SANTIAGO, Chile — Jacquelin Marin has no running hot water at home. For a while, she had no real home at all. But soon she'll have both, with the sun heating water for her showers.
Marin and her neighbors are part of a pilot program to install solar water heaters in the houses of low-income families. For Chile — a country with stark economic inequality and few fossil fuels — it's a way to help the poor while also reducing greenhouse gas emissions.
Chile's drastically different climate zones mean it's hard to devise any nationwide energy solution. For now the program will begin in three disparate locations: 125 houses in the capital Santiago; 68 houses in Curanilahue, a rainy former coal-mining town 370 miles to the south; and 115 houses in Combarbala, 330 miles north in shrubby desert.
“I never had a water heater before, a husband who could install one, nor the money to fuel it,” said 39-year-old Marin.
In 2002, Marin joined a land takeover on the edge of a shantytown called Vista Hermosa, located in the poor western periphery of Santiago. Riot police, water cannon tanks and tear gas were not enough to dissuade the determined squatters. They stayed, constructing their homes with whatever materials they could purchase or find.
Marin and her neighbors from the shantytown went on to create a housing committee to change their flimsy abodes into real houses. They saved up, organized the neighborhood, staged protests and badgered authorities, until finally 125 families were awarded subsidies from the Chilean housing ministry to start a new housing project.
“Only 20 of the applicants were men,” said Leonardo Dujovne from the Housing Ministry. “All the rest were women.”
It was a long struggle and Marin, president of the housing committee Juntas Podemos (We Women Can), admits to fits of depression along the way, especially when they had to move their shacks down the road so construction could begin.
The squatters endured a prolonged lack of water and electricity at the new site, the cold of winter and rain leaking through tin roofs and flooding the neighborhood.
Some abandoned the project, moving back to swell the households of relatives as poor as themselves. Allegados, “added” relatives under the same roof, is a technical term in the overcrowded slums of Chile. Others, like Jacquelin, her husband and two children, stuck it out.
Today, Marin earns the minimum monthly wage of about $300 as the key keeper at the construction site of the 125 new homes that will go to as many families from Vista Hermosa. Her job is to ensure that fixtures and other finishes on the new homes stay put until she and her neighbors move in next April. “It’s like getting a brand new car,” she said, “and this one is a Mercedes!”
The basic unit has two stories, two bedrooms, and a floor space of just over 500 square feet. But it can be enlarged to three stories, up to four bedrooms and more than 750 square feet. Interior walls can be moved or removed, and floors added or subtracted.
Outer walls feature aerated concrete blocks with central cells, like cinder blocks, and millions of minute air bubbles in their walls for extra thermal insulation. The ceilings and bathroom walls are insulated with sheets of polystyrene foam covered by drywall.
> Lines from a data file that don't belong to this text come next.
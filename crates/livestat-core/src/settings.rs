use clap::Parser;
use std::ffi::OsString;
use std::path::PathBuf;

// ── Defaults ──────────────────────────────────────────────────────────────────

/// Dump location used when `--sql` is not given, relative to the working
/// directory.
pub const DEFAULT_SQL_PATH: &str = "src/database.sql";

/// Where the generated artifact is written, relative to the working directory.
pub const DEFAULT_OUTPUT_PATH: &str = "src/analyze/data.js";

// ── Settings (CLI) ─────────────────────────────────────────────────────────────

/// Build per-streamer visualization data from a livestream-monitoring dump
#[derive(Parser, Debug, Clone)]
#[command(
    name = "livestat",
    about = "Build per-streamer visualization data from a livestream-monitoring dump",
    version
)]
pub struct Settings {
    /// Path to the SQL dump
    #[arg(long = "sql", value_name = "PATH", default_value = DEFAULT_SQL_PATH)]
    pub sql_path: PathBuf,
}

impl Settings {
    /// Parse settings from the process arguments, exiting on bad input.
    pub fn load() -> Self {
        Settings::parse()
    }

    /// Parse settings from an explicit argument list (first item is the
    /// program name).
    pub fn try_load_from<I, T>(args: I) -> Result<Self, clap::Error>
    where
        I: IntoIterator<Item = T>,
        T: Into<OsString> + Clone,
    {
        Settings::try_parse_from(args)
    }

    /// The dump path made absolute against the current working directory.
    ///
    /// Falls back to the path as given when the working directory cannot be
    /// determined.
    pub fn resolved_sql_path(&self) -> PathBuf {
        std::path::absolute(&self.sql_path).unwrap_or_else(|_| self.sql_path.clone())
    }

    /// Destination of the generated artifact.
    pub fn output_path(&self) -> PathBuf {
        PathBuf::from(DEFAULT_OUTPUT_PATH)
    }
}

// ── Tests ─────────────────────────────────────────────────────────────────────
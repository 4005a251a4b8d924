//! SQL dump loading for livestat.
//!
//! Executes a monitoring-database dump against an in-memory SQLite database
//! and reads the two polling tables back as ordered row vectors.

use std::path::Path;

use livestat_core::error::{LiveStatError, Result};
use livestat_core::models::{BilibiliSample, DouyinSample};
use rusqlite::types::ValueRef;
use rusqlite::{Connection, Row};
use tracing::{debug, warn};

// ── Tables ────────────────────────────────────────────────────────────────────

pub const BILIBILI_TABLE: &str = "BLUsers";
pub const DOUYIN_TABLE: &str = "DYUsers";

const BILIBILI_QUERY: &str = "
    SELECT record_time, name, uid, room_id, live_status, title,
           live_time, attention, onlineNum, guardNum
    FROM BLUsers
    ORDER BY uid, record_time";

const DOUYIN_QUERY: &str = "
    SELECT record_time, sec_uid, nickname, live_status,
           follower_count, max_follower_count, total_favorited
    FROM DYUsers
    ORDER BY sec_uid, record_time";

// ── DumpSnapshot ──────────────────────────────────────────────────────────────

/// Every row of both polling tables, ordered by `(streamer, record_time)`.
#[derive(Debug, Clone, Default)]
pub struct DumpSnapshot {
    pub bilibili: Vec<BilibiliSample>,
    /// Empty when the dump has no `DYUsers` table.
    pub douyin: Vec<DouyinSample>,
}

// ── Public API ────────────────────────────────────────────────────────────────

/// Read the dump at `path` and load both tables.
pub fn load_dump(path: &Path) -> Result<DumpSnapshot> {
    let script = std::fs::read_to_string(path).map_err(|source| LiveStatError::FileRead {
        path: path.to_path_buf(),
        source,
    })?;
    let conn = load_script(&script)?;
    read_snapshot(&conn)
}

/// Execute `script` in a fresh in-memory database.
///
/// Any statement failure aborts the whole load.
pub fn load_script(script: &str) -> Result<Connection> {
    let conn = Connection::open_in_memory()?;
    conn.execute_batch(script)?;
    Ok(conn)
}

/// Read both tables from an already-populated connection.
pub fn read_snapshot(conn: &Connection) -> Result<DumpSnapshot> {
    let bilibili = read_bilibili(conn)?;
    let douyin = read_douyin(conn)?;
    debug!(
        "Loaded {} {} rows and {} {} rows",
        bilibili.len(),
        BILIBILI_TABLE,
        douyin.len(),
        DOUYIN_TABLE
    );
    Ok(DumpSnapshot { bilibili, douyin })
}

/// All `BLUsers` rows ordered by `(uid, record_time)`.
pub fn read_bilibili(conn: &Connection) -> Result<Vec<BilibiliSample>> {
    let query_err = |source| LiveStatError::Query {
        table: BILIBILI_TABLE,
        source,
    };

    let mut stmt = conn.prepare(BILIBILI_QUERY).map_err(query_err)?;
    let rows = stmt
        .query_map([], |row| {
            Ok(BilibiliSample {
                record_time: key_column(row, 0, BILIBILI_TABLE, "record_time")?,
                name: text_column(row, 1)?,
                uid: key_column(row, 2, BILIBILI_TABLE, "uid")?,
                room_id: int_column(row, 3)?.unwrap_or(0),
                live_status: int_column(row, 4)?.unwrap_or(0),
                title: text_column(row, 5)?,
                live_time: int_column(row, 6)?,
                attention: int_column(row, 7)?.unwrap_or(0),
                online_num: int_column(row, 8)?.unwrap_or(0),
                guard_num: int_column(row, 9)?.unwrap_or(0),
            })
        })
        .map_err(query_err)?;

    rows.collect::<rusqlite::Result<Vec<_>>>()
        .map_err(query_err)
}

/// All `DYUsers` rows ordered by `(sec_uid, record_time)`.
///
/// Older dumps predate the Douyin poller; a missing table yields no rows.
pub fn read_douyin(conn: &Connection) -> Result<Vec<DouyinSample>> {
    let query_err = |source| LiveStatError::Query {
        table: DOUYIN_TABLE,
        source,
    };

    if !table_exists(conn, DOUYIN_TABLE).map_err(query_err)? {
        warn!("{} table not present in dump, skipping", DOUYIN_TABLE);
        return Ok(Vec::new());
    }

    let mut stmt = conn.prepare(DOUYIN_QUERY).map_err(query_err)?;
    let rows = stmt
        .query_map([], |row| {
            Ok(DouyinSample {
                record_time: key_column(row, 0, DOUYIN_TABLE, "record_time")?,
                sec_uid: text_column(row, 1)?,
                nickname: text_column(row, 2)?,
                live_status: int_column(row, 3)?.unwrap_or(0),
                follower_count: int_column(row, 4)?.unwrap_or(0),
                max_follower_count: int_column(row, 5)?.unwrap_or(0),
                total_favorited: int_column(row, 6)?.unwrap_or(0),
            })
        })
        .map_err(query_err)?;

    rows.collect::<rusqlite::Result<Vec<_>>>()
        .map_err(query_err)
}

// ── Internal helpers ──────────────────────────────────────────────────────────

fn table_exists(conn: &Connection, name: &str) -> rusqlite::Result<bool> {
    let count: i64 = conn.query_row(
        "SELECT COUNT(*) FROM sqlite_master WHERE type = 'table' AND name = ?1",
        [name],
        |row| row.get(0),
    )?;
    Ok(count > 0)
}

/// Read an integer column under SQLite's loose typing.
///
/// Dumps sometimes quote numeric values; numeric text is parsed, reals are
/// truncated, and NULL or unparseable text becomes `None`.
fn int_column(row: &Row<'_>, idx: usize) -> rusqlite::Result<Option<i64>> {
    Ok(match row.get_ref(idx)? {
        ValueRef::Null => None,
        ValueRef::Integer(i) => Some(i),
        ValueRef::Real(f) => Some(f as i64),
        ValueRef::Text(bytes) | ValueRef::Blob(bytes) => std::str::from_utf8(bytes)
            .ok()
            .and_then(|s| s.trim().parse::<i64>().ok()),
    })
}

/// Read an identity or time column, falling back to `0` with a warning.
///
/// A zero here merges the row into streamer `0` or stamps it at the epoch.
fn key_column(
    row: &Row<'_>,
    idx: usize,
    table: &str,
    column: &str,
) -> rusqlite::Result<i64> {
    match int_column(row, idx)? {
        Some(value) => Ok(value),
        None => {
            warn!(
                "{}.{} holds {:?}, which is not an integer; using 0",
                table,
                column,
                row.get_ref(idx)?
            );
            Ok(0)
        }
    }
}

/// Read a text column, rendering numbers as decimal and NULL as empty.
fn text_column(row: &Row<'_>, idx: usize) -> rusqlite::Result<String> {
    Ok(match row.get_ref(idx)? {
        ValueRef::Null => String::new(),
        ValueRef::Integer(i) => i.to_string(),
        ValueRef::Real(f) => f.to_string(),
        ValueRef::Text(bytes) | ValueRef::Blob(bytes) => {
            String::from_utf8_lossy(bytes).into_owned()
        }
    })
}

// ── Tests ─────────────────────────────────────────────────────────────────────
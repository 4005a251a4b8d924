//! Per-platform aggregation of polling rows into per-streamer views.

use std::collections::BTreeMap;

use livestat_core::models::{BilibiliSample, BilibiliStreamer, DouyinSample, DouyinStreamer};
use tracing::debug;

use crate::histogram::{occupancy_histogram, start_edge_histogram};
use crate::series::{attention_series, follower_series, guard_series};
use crate::sessions::session_curves;

// ── StreamerAggregator ────────────────────────────────────────────────────────

/// Stateless helper that groups platform rows by streamer and derives views.
pub struct StreamerAggregator;

impl StreamerAggregator {
    /// Aggregate Bilibili rows, keyed by the decimal form of `uid`.
    ///
    /// The display name comes from the streamer's last row and the room id
    /// from the first.
    pub fn aggregate_bilibili(samples: &[BilibiliSample]) -> BTreeMap<String, BilibiliStreamer> {
        Self::group_by(samples, |s| s.uid)
            .into_iter()
            .filter_map(|(uid, rows)| {
                let first = rows.first()?;
                let last = rows.last()?;

                let streamer = BilibiliStreamer {
                    uid,
                    name: last.name.clone(),
                    room_id: first.room_id,
                    minute_distribution: occupancy_histogram(&rows),
                    attention_series: attention_series(&rows),
                    sessions: session_curves(&rows),
                    guard_series: guard_series(&rows),
                };
                debug!(
                    "bilibili {} ({}): {} rows, {} sessions",
                    uid,
                    streamer.name,
                    rows.len(),
                    streamer.sessions.len()
                );
                Some((uid.to_string(), streamer))
            })
            .collect()
    }

    /// Aggregate Douyin rows, keyed by `sec_uid`.
    ///
    /// The display name comes from the streamer's last row. No session curves
    /// or guard data exist for this platform.
    pub fn aggregate_douyin(samples: &[DouyinSample]) -> BTreeMap<String, DouyinStreamer> {
        Self::group_by(samples, |s| s.sec_uid.clone())
            .into_iter()
            .filter_map(|(sec_uid, rows)| {
                let last = rows.last()?;

                let streamer = DouyinStreamer {
                    sec_uid: sec_uid.clone(),
                    name: last.nickname.clone(),
                    minute_distribution: start_edge_histogram(&rows),
                    follower_series: follower_series(&rows),
                    sessions: Vec::new(),
                    guard_series: Vec::new(),
                };
                debug!(
                    "douyin {} ({}): {} rows, {} session starts",
                    sec_uid,
                    streamer.name,
                    rows.len(),
                    streamer.minute_distribution.total()
                );
                Some((sec_uid, streamer))
            })
            .collect()
    }

    // ── Private ───────────────────────────────────────────────────────────────

    /// Bucket rows by `key_fn`, keeping input order within each bucket.
    fn group_by<R: Clone, K: Ord>(rows: &[R], key_fn: impl Fn(&R) -> K) -> BTreeMap<K, Vec<R>> {
        let mut groups: BTreeMap<K, Vec<R>> = BTreeMap::new();
        for row in rows {
            groups.entry(key_fn(row)).or_default().push(row.clone());
        }
        groups
    }
}

// ── Tests ─────────────────────────────────────────────────────────────────────

#[cfg(test)]
mod tests {
    use super::*;
    use livestat_core::time_utils::MINUTES_PER_DAY;

    /// 2024-01-01T00:00:00+08:00 in unix seconds.
    const LOCAL_MIDNIGHT: i64 = 1_704_038_400;

    fn make_bl(
        uid: i64,
        name: &str,
        minute: i64,
        live_status: i64,
        live_time: Option<i64>,
    ) -> BilibiliSample {
        BilibiliSample {
            record_time: LOCAL_MIDNIGHT + minute * 60,
            name: name.to_string(),
            uid,
            room_id: uid * 10,
            live_status,
            title: format!("{}'s room", name),
            live_time,
            attention: 1000 + minute,
            online_num: 50,
            guard_num: 3,
        }
    }

    fn make_dy(sec_uid: &str, nickname: &str, minute: i64, live_status: i64) -> DouyinSample {
        DouyinSample {
            record_time: (LOCAL_MIDNIGHT + minute * 60) * 1000,
            sec_uid: sec_uid.to_string(),
            nickname: nickname.to_string(),
            live_status,
            follower_count: 200 + minute,
            max_follower_count: 0,
            total_favorited: 0,
        }
    }

    // ── aggregate_bilibili ────────────────────────────────────────────────────

    #[test]
    fn test_bilibili_groups_by_uid() {
        let samples = vec![
            make_bl(1, "one", 10, 1, Some(5)),
            make_bl(2, "two", 10, 0, None),
            make_bl(1, "one", 20, 1, Some(5)),
        ];
        let result = StreamerAggregator::aggregate_bilibili(&samples);

        assert_eq!(result.len(), 2);
        assert_eq!(result["1"].uid, 1);
        assert_eq!(result["1"].room_id, 10);
        assert_eq!(result["1"].attention_series.len(), 2);
        assert_eq!(result["1"].sessions.len(), 1);
        assert_eq!(result["2"].sessions.len(), 0);
        assert!(result["2"].minute_distribution.is_zero());
    }

    #[test]
    fn test_bilibili_name_from_last_row() {
        let samples = vec![
            make_bl(1, "old name", 10, 0, None),
            make_bl(1, "new name", 20, 0, None),
        ];
        let result = StreamerAggregator::aggregate_bilibili(&samples);
        assert_eq!(result["1"].name, "new name");
    }

    #[test]
    fn test_bilibili_minute_distribution_is_occupancy() {
        let samples = vec![
            make_bl(1, "one", 100, 1, Some(5)),
            make_bl(1, "one", 105, 1, Some(5)),
        ];
        let result = StreamerAggregator::aggregate_bilibili(&samples);
        let hist = &result["1"].minute_distribution;

        assert_eq!(hist.counts().len(), MINUTES_PER_DAY);
        for m in 0..MINUTES_PER_DAY {
            let expected = u32::from((100..=105).contains(&m));
            assert_eq!(hist.get(m), expected, "minute {}", m);
        }
    }

    #[test]
    fn test_bilibili_guard_series_includes_offline_rows() {
        let samples = vec![
            make_bl(1, "one", 10, 0, None),
            make_bl(1, "one", 20, 1, Some(5)),
        ];
        let result = StreamerAggregator::aggregate_bilibili(&samples);
        let statuses: Vec<i64> = result["1"]
            .guard_series
            .iter()
            .map(|g| g.live_status)
            .collect();
        assert_eq!(statuses, vec![0, 1]);
    }

    #[test]
    fn test_bilibili_empty() {
        assert!(StreamerAggregator::aggregate_bilibili(&[]).is_empty());
    }

    // ── aggregate_douyin ──────────────────────────────────────────────────────

    #[test]
    fn test_douyin_edge_histogram_and_empty_sessions() {
        let samples = vec![
            make_dy("a", "first", 0, 0),
            make_dy("a", "first", 1, 1),
            make_dy("a", "renamed", 2, 1),
            make_dy("b", "other", 3, 0),
        ];
        let result = StreamerAggregator::aggregate_douyin(&samples);

        assert_eq!(result.len(), 2);
        let a = &result["a"];
        assert_eq!(a.sec_uid, "a");
        assert_eq!(a.name, "renamed");
        assert_eq!(a.minute_distribution.get(1), 1);
        assert_eq!(a.minute_distribution.total(), 1);
        assert_eq!(a.follower_series.len(), 3);
        assert!(a.sessions.is_empty());
        assert!(a.guard_series.is_empty());
        assert!(result["b"].minute_distribution.is_zero());
    }

    #[test]
    fn test_douyin_streamers_do_not_share_status() {
        // "a" ends live; "b" starting live must still count as a start.
        let samples = vec![make_dy("a", "a", 0, 1), make_dy("b", "b", 5, 1)];
        let result = StreamerAggregator::aggregate_douyin(&samples);
        assert_eq!(result["b"].minute_distribution.get(5), 1);
    }

    #[test]
    fn test_douyin_empty() {
        assert!(StreamerAggregator::aggregate_douyin(&[]).is_empty());
    }
}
To top off these cozy improvements, thermal-siphon solar water heaters crown the roofs.
The water heaters include a a flat solar collector and a holding tank for sanitary hot water, plus a kit to connect the water, pre-heated by the sun, to an auxiliary water heater. Fueled by conventional gas, the second heater can maintain or increase water temperature in the winter. The cost of each solar package with the auxiliary heater is $2,250.
The construction of an additional 297 houses nearby is planned to begin this year nearby. The per-house investment is close to $21,500.
For a family of four, using 10.5 gallons of water per day at a temperature of 115 degrees Fahrenheit, consumption of gas for heating water should drop by 62 percent. The new insulation standards should reduce energy demands for heat in winter by 45 percent and cooling demands in summer by 35 percent, said Minister of Energy Marcelo Tokman, while touring the site with then-President Michelle Bachelet.
Chile is a particularly poor country regarding fossil fuels. Almost three-quarters of its energy consumption during 2007 was based on fossil fuels: crude oil, natural gas and coal. The same year, the country had to import almost 100 percent of the crude oil and coal used, and most of its natural gas.
Petroleum products in Chile are as high as $4.35 per gallon of gasoline. Of course, with Chile’s minimum wage set at about $2 an hour, most laborers use public transport to get to work and, increasingly, bicycles to save on fare costs.
Solar water heaters are already popular in China, Israel and Spain. California recently approved rebates for switching from gas or electric water heaters to solar units, and beginning this year Hawaii will make solar water heaters mandatory on all new homes.
The first housing project in Chile with these energy savers will be christened "We Woman Can." Jacquelin Marin said she regrets that Bachelet won't be president when ribbons on her new neighborhood are cut, but she intends to invite Bachelet to the opening anyway. Maybe even to try her new hot shower.